History is a compendium of individual human stories, oft caught up in a world event. That’s what drives the riveting documentary Last Days in Vietnam, which chronicles the desperate attempts of many South Vietnamese to escape before the Communist takeover in 1975. Over 140,000 got out in the initial exodus, including 77,000 through the means depicted in this film – mostly compressed into just two panicked days.
As if there weren’t enough American folly in Vietnam, the first evacuation plan didn’t include any non-Americans, even including the Vietnamese dependents of Americans. Then there were evacuation plans that were never implemented because of the blockheadedness of the US Ambassador. In the final week, young American military and intelligence officers took matters into their own hand, and began a sub rosa evacuation – ignoring the chain of command, breaking immigration laws and risking career-killing charges of insubordination.
Last Days in Vietnam is directed by Rory Kennedy (daughter of RFK), who recently made Ethel, the affecting bio-doc of her mother. Kennedy does a good job of setting the historical stage for those who didn’t live through the era, and then letting the witnesses tell their compelling personal stories.

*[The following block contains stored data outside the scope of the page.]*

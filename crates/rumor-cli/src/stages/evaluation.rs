use anyhow::{Context, Result};
use rumor_core::{Qualification, Report, ReportConfig, select_digest};

use super::hours_before;
use crate::config::RumorConfig;
use crate::ports::{ItemStore, LinkService, PreferenceStore, ReportStore};

/// Select the digest for the evaluation window and record it as a report.
///
/// The window ends `news_item_max_age_hours` before `now` so scores have
/// settled, and spans `evaluation_period_hours`. A report is persisted only
/// when at least one item qualifies. Without a link service the entries
/// carry no feedback link.
pub async fn evaluate<S, L>(
    store: &S,
    links: Option<&L>,
    config: &RumorConfig,
    params: Qualification,
    now: u64,
) -> Result<Report>
where
    S: ItemStore + PreferenceStore + ReportStore,
    L: LinkService,
{
    let to = hours_before(now, config.news_item_max_age_hours);
    let from = hours_before(to, config.evaluation_period_hours);

    let items = store.items_between(&config.news_item_table_name, from, to)?;
    let preferences = store.preferences(&config.preference_table_name)?;
    let digest = select_digest(items, &preferences, params);
    tracing::info!("{} news items qualified", digest.len());

    let mut feedback_urls = Vec::with_capacity(digest.len());
    match links {
        Some(links) => {
            for scored in &digest {
                let link = links
                    .shorten(&scored.item.url, scored.item.title())
                    .await
                    .with_context(|| {
                        format!("failed to create feedback link for {}", scored.item.id)
                    })?;
                feedback_urls.push(Some(link.link));
            }
        }
        None if !digest.is_empty() => {
            tracing::warn!("no link service configured, report has no feedback links");
        }
        None => {}
    }

    let report = Report::new(
        now,
        &digest,
        feedback_urls,
        ReportConfig {
            news_item_max_age_hours: config.news_item_max_age_hours,
            evaluation_period_hours: config.evaluation_period_hours,
            qualification_threshold: params.threshold,
            qualification_limit: params.limit,
        },
    );

    if !report.is_empty() {
        store.put_report(&config.evaluation_report_table_name, &report)?;
        tracing::info!("Stored report");
    }
    Ok(report)
}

The talking heads include:
- the six-year-old who jumped out of a helicopter and then watched his mother drop his baby sister on to a ship’s deck;
- the US Navy vet who plays the taped diary that he sent home to his wife after the fateful day;
- the CIA analyst who unsuccessfully tried to convince the deluded US Ambassador that the end was at hand;
- the college student who managed to get over a wall inside the embassy, but found that his freedom was not guaranteed;
- Ford Administration officials Henry Kissinger and Ron Nessen, who relate the White House view of the events.
One heroic young American officer managed with ingenuity and chutzpah to get out hundreds of Vietnamese. In the film’s most poignant moment, it falls to him to tell the final American lie to the 400 Vietnamese remaining in the US embassy, for whom there were no more helicopters.

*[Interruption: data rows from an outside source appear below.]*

//! Lightweight UTC date/time utilities (no chrono dependency).
//!
//! Uses Howard Hinnant's civil_from_days algorithm to turn Unix seconds
//! into calendar dates.

use std::time::{SystemTime, UNIX_EPOCH};

use crate::constants::SECS_PER_DAY;

/// Current UTC time as Unix seconds.
pub fn now_unix_secs() -> u64 {
    SystemTime::now()
        .duration_since(UNIX_EPOCH)
        .unwrap_or_default()
        .as_secs()
}

/// Convert Unix seconds to ISO-8601 UTC string.
pub fn unix_to_iso8601(secs: u64) -> String {
    let (date, hours, minutes, seconds) = split(secs);
    format!("{date}T{hours:02}:{minutes:02}:{seconds:02}Z")
}

/// Calendar date (`YYYY-MM-DD`, UTC) of a Unix timestamp. Used as the
/// daily partition key for stored items.
pub fn unix_to_date(secs: u64) -> String {
    let (y, m, d) = civil_from_days((secs / SECS_PER_DAY) as i64);
    format!("{y:04}-{m:02}-{d:02}")
}

/// Human-readable report header timestamp: `2026-02-21 13:05:00+00:00 (UTC)`.
pub fn unix_to_pretty(secs: u64) -> String {
    let (date, hours, minutes, seconds) = split(secs);
    format!("{date} {hours:02}:{minutes:02}:{seconds:02}+00:00 (UTC)")
}

/// Daily partition keys covering `from..=to`, oldest first.
pub fn dates_between(from: u64, to: u64) -> Vec<String> {
    if from > to {
        return Vec::new();
    }
    (from / SECS_PER_DAY..=to / SECS_PER_DAY)
        .map(|day| unix_to_date(day * SECS_PER_DAY))
        .collect()
}

fn split(secs: u64) -> (String, u64, u64, u64) {
    let time_of_day = secs % SECS_PER_DAY;
    (
        unix_to_date(secs),
        time_of_day / 3600,
        (time_of_day % 3600) / 60,
        time_of_day % 60,
    )
}

/// Howard Hinnant's civil_from_days: Unix epoch days → (year, month, day).
fn civil_from_days(days: i64) -> (i64, u64, u64) {
    let z = days + 719468;
    let era = if z >= 0 { z } else { z - 146096 } / 146097;
    let doe = (z - era * 146097) as u64;
    let yoe = (doe - doe / 1460 + doe / 36524 - doe / 146096) / 365;
    let y = yoe as i64 + era * 400;
    let doy = doe - (365 * yoe + yoe / 4 - yoe / 100);
    let mp = (5 * doy + 2) / 153;
    let d = doy - (153 * mp + 2) / 5 + 1;
    let m = if mp < 10 { mp + 3 } else { mp - 9 };
    let y = if m <= 2 { y + 1 } else { y };
    (y, m, d)
}

#[cfg(test)]
mod tests {
    use super::*;

    #[test]
    fn test_unix_epoch() {
        assert_eq!(unix_to_iso8601(0), "1970-01-01T00:00:00Z");
    }

    #[test]
    fn test_known_date() {
        // 2026-02-21T00:00:00Z = 1771632000
        assert_eq!(unix_to_iso8601(1771632000), "2026-02-21T00:00:00Z");
        assert_eq!(unix_to_date(1771632000 + 3599), "2026-02-21");
    }

    #[test]
    fn test_pretty_format() {
        assert_eq!(
            unix_to_pretty(1771632000 + 13 * 3600 + 5 * 60 + 9),
            "2026-02-21 13:05:09+00:00 (UTC)"
        );
    }

    #[test]
    fn test_dates_between_spans_partitions() {
        let to = 1771632000 + 3600; // 2026-02-21 01:00
        let from = to - 2 * SECS_PER_DAY;
        assert_eq!(
            dates_between(from, to),
            vec!["2026-02-19", "2026-02-20", "2026-02-21"]
        );
        assert!(dates_between(to, from).is_empty());
    }
}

I saw the movie in San Jose with an audience that was about half Vietnamese-American, some of the age to have lived through this period. San Jose’s 100,000 Vietnamese population is largest of any city outside Vietnam, and many Vietnamese-Americans still memorialize the subject of this film as Black April. The exit from the theater was somber.
Last Days in Vietnam is a PBS American Experience film, so I expect it to show up on TV within the year.